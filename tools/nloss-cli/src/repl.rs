//! Parsing and execution of shell lines

use std::path::PathBuf;

use clap::{Args, Parser, Subcommand};
use nloss::{
    Axis, CommandConfig, FlipDirection, ImageBank, NlossResult, Operation, TransformKind,
};

/// One line typed at the prompt
#[derive(Parser, Debug)]
#[command(
    no_binary_name = true,
    disable_help_flag = true,
    disable_help_subcommand = true,
    disable_version_flag = true
)]
pub struct Line {
    /// Image slot (0 - 15)
    #[arg(short = 'n', global = true, default_value_t = 0, allow_hyphen_values = true)]
    pub slot: i64,

    #[command(subcommand)]
    pub command: Command,
}

#[derive(Args, Debug, Clone, Default)]
pub struct BlockArgs {
    /// Block width (default: image width)
    #[arg(long = "sx", allow_hyphen_values = true)]
    pub sx: Option<i64>,

    /// Block height (default: image height)
    #[arg(long = "sy", allow_hyphen_values = true)]
    pub sy: Option<i64>,
}

#[derive(Args, Debug, Clone)]
pub struct SizeArgs {
    /// Mandatory size parameter
    #[arg(short = 's', allow_hyphen_values = true)]
    pub size: Option<i64>,
}

#[derive(Args, Debug, Clone)]
pub struct TransformArgs {
    /// h, v or d
    #[arg(default_value = "h")]
    pub axis: Axis,

    #[command(flatten)]
    pub blocks: BlockArgs,
}

#[derive(Subcommand, Debug)]
pub enum Command {
    Load { file: PathBuf },
    Save { file: PathBuf },
    Info,
    Clear,
    Invert,
    Grayscale,
    Flip {
        #[arg(default_value = "horizontal")]
        direction: FlipDirection,
    },
    #[command(name = "abs")]
    Absolute,
    Fit,
    #[command(name = "quant")]
    Quantize(SizeArgs),
    Cutoff(SizeArgs),
    Level(BlockArgs),
    #[command(flatten)]
    Transform(TransformCommand),
    Help,
    #[command(alias = "quit")]
    Exit,
}

#[derive(Subcommand, Debug)]
pub enum TransformCommand {
    Fft(TransformArgs),
    Ifft(TransformArgs),
    Dft(TransformArgs),
    Idft(TransformArgs),
    Dct(TransformArgs),
    Idct(TransformArgs),
    Dst(TransformArgs),
    Idst(TransformArgs),
    Wht(TransformArgs),
    Iwht(TransformArgs),
}

impl TransformCommand {
    fn split(&self) -> (TransformKind, &TransformArgs) {
        match self {
            TransformCommand::Fft(args) => (TransformKind::Fft, args),
            TransformCommand::Ifft(args) => (TransformKind::Ifft, args),
            TransformCommand::Dft(args) => (TransformKind::Dft, args),
            TransformCommand::Idft(args) => (TransformKind::Idft, args),
            TransformCommand::Dct(args) => (TransformKind::Dct2, args),
            TransformCommand::Idct(args) => (TransformKind::Idct2, args),
            TransformCommand::Dst(args) => (TransformKind::Dst2, args),
            TransformCommand::Idst(args) => (TransformKind::Idst2, args),
            TransformCommand::Wht(args) => (TransformKind::Wht, args),
            TransformCommand::Iwht(args) => (TransformKind::Iwht, args),
        }
    }
}

/// What the shell does after a line
#[derive(Debug, PartialEq, Eq)]
pub enum Outcome {
    Message(String),
    Exit,
}

/// Split a line into arguments, spelling `-sx` and `-sy` as long flags
pub fn tokenize(line: &str) -> Vec<String> {
    line.split_whitespace()
        .map(|token| match token {
            "-sx" | "-sy" => format!("-{}", token),
            other => other.to_string(),
        })
        .collect()
}

pub fn parse(line: &str) -> Result<Line, clap::Error> {
    Line::try_parse_from(tokenize(line))
}

fn block_config(config: CommandConfig, blocks: &BlockArgs) -> CommandConfig {
    let config = match blocks.sx {
        Some(sx) => config.block_width(sx),
        None => config,
    };
    match blocks.sy {
        Some(sy) => config.block_height(sy),
        None => config,
    }
}

fn size_config(config: CommandConfig, size: &SizeArgs) -> CommandConfig {
    match size.size {
        Some(s) => config.size(s),
        None => config,
    }
}

/// Run one parsed line against the bank
pub fn execute(bank: &mut ImageBank, line: Line) -> NlossResult<Outcome> {
    let config = CommandConfig::new().slot(line.slot);

    let (op, config) = match line.command {
        Command::Load { file } => {
            let dims = bank.load_file(config.slot_index()?, &file)?;
            return Ok(Outcome::Message(format!(
                "Successfully loaded BMP image: {} ({}x{})",
                file.display(),
                dims.width,
                dims.height
            )));
        }
        Command::Save { file } => {
            bank.save_file(config.slot_index()?, &file)?;
            return Ok(Outcome::Message(format!(
                "Successfully saved BMP image: {}",
                file.display()
            )));
        }
        Command::Info => {
            let info = bank.info(config.slot_index()?)?;
            return Ok(Outcome::Message(info.to_string()));
        }
        Command::Clear => {
            let slot = config.slot_index()?;
            bank.clear(slot)?;
            return Ok(Outcome::Message(format!("Slot {} cleared", slot)));
        }
        Command::Help => return Ok(Outcome::Message(help_text())),
        Command::Exit => return Ok(Outcome::Exit),
        Command::Invert => (Operation::Invert, config),
        Command::Grayscale => (Operation::Grayscale, config),
        Command::Flip { direction } => (Operation::Flip(direction), config),
        Command::Absolute => (Operation::Absolute, config),
        Command::Fit => (Operation::Fit, config),
        Command::Quantize(size) => (Operation::Quantize, size_config(config, &size)),
        Command::Cutoff(size) => (Operation::Cutoff, size_config(config, &size)),
        Command::Level(blocks) => (Operation::Level, block_config(config, &blocks)),
        Command::Transform(transform) => {
            let (kind, args) = transform.split();
            let config = block_config(config.axis(args.axis), &args.blocks);
            (Operation::Transform(kind), config)
        }
    };

    bank.apply(op, &config).map(Outcome::Message)
}

pub fn help_text() -> String {
    let mut text = String::from("Available commands:\n");
    let fixed = [
        ("load <file>", "Load a 24-bit BMP into the slot"),
        ("save <file>", "Save the slot as a 24-bit BMP"),
        ("info", "Show size, average color and BMP layout"),
        ("clear", "Empty the slot"),
        ("invert", "Invert image colors"),
        ("grayscale", "Convert image to grayscale"),
        ("flip [h | v]", "Mirror horizontally or vertically"),
        ("abs", "Replace samples by their magnitude"),
        ("fit", "Clamp and floor samples to the saved 8-bit values"),
        ("quant -s N", "Quantize real parts to multiples of N"),
        ("cutoff -s N", "Zero samples with magnitude at most N"),
        ("level [-sx N] [-sy N]", "Average each tile"),
    ];
    for (usage, description) in fixed {
        text.push_str(&format!("  {:<34} {}\n", usage, description));
    }
    for kind in TransformKind::ALL {
        let usage = format!("{} [h | v | d] [-sx N] [-sy N]", kind);
        text.push_str(&format!("  {:<34} {}\n", usage, kind.description()));
    }
    text.push_str(&format!("  {:<34} {}\n", "help", "Show this text"));
    text.push_str(&format!("  {:<34} {}\n", "exit | quit", "Leave the shell"));
    text.push_str("\nFlags:\n");
    text.push_str("  -n  :: image slot for the command, 0 - 15 (default = 0)\n");
    text.push_str("  -s  :: mandatory size parameter (no default)\n");
    text.push_str("  -sx :: block width (default = image width)\n");
    text.push_str("  -sy :: block height (default = image height)\n");
    text.push_str("\nSupported format: 24-bit uncompressed BMP files");
    text
}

• [Exercise goal] Output only an exact transcription of the lines above from the one with "bank.apply(op, &config).map(Outcome::Message)" up to and including the one with "24-bit BMP into".

• [Response area]
    bank.apply(op, &config).map(Outcome::Message)
}

pub fn help_text() -> String {
    let mut text = String::from("Available commands:\n");
    let fixed = [
        ("load <file>", "Load a 24-bit BMP into the slot"),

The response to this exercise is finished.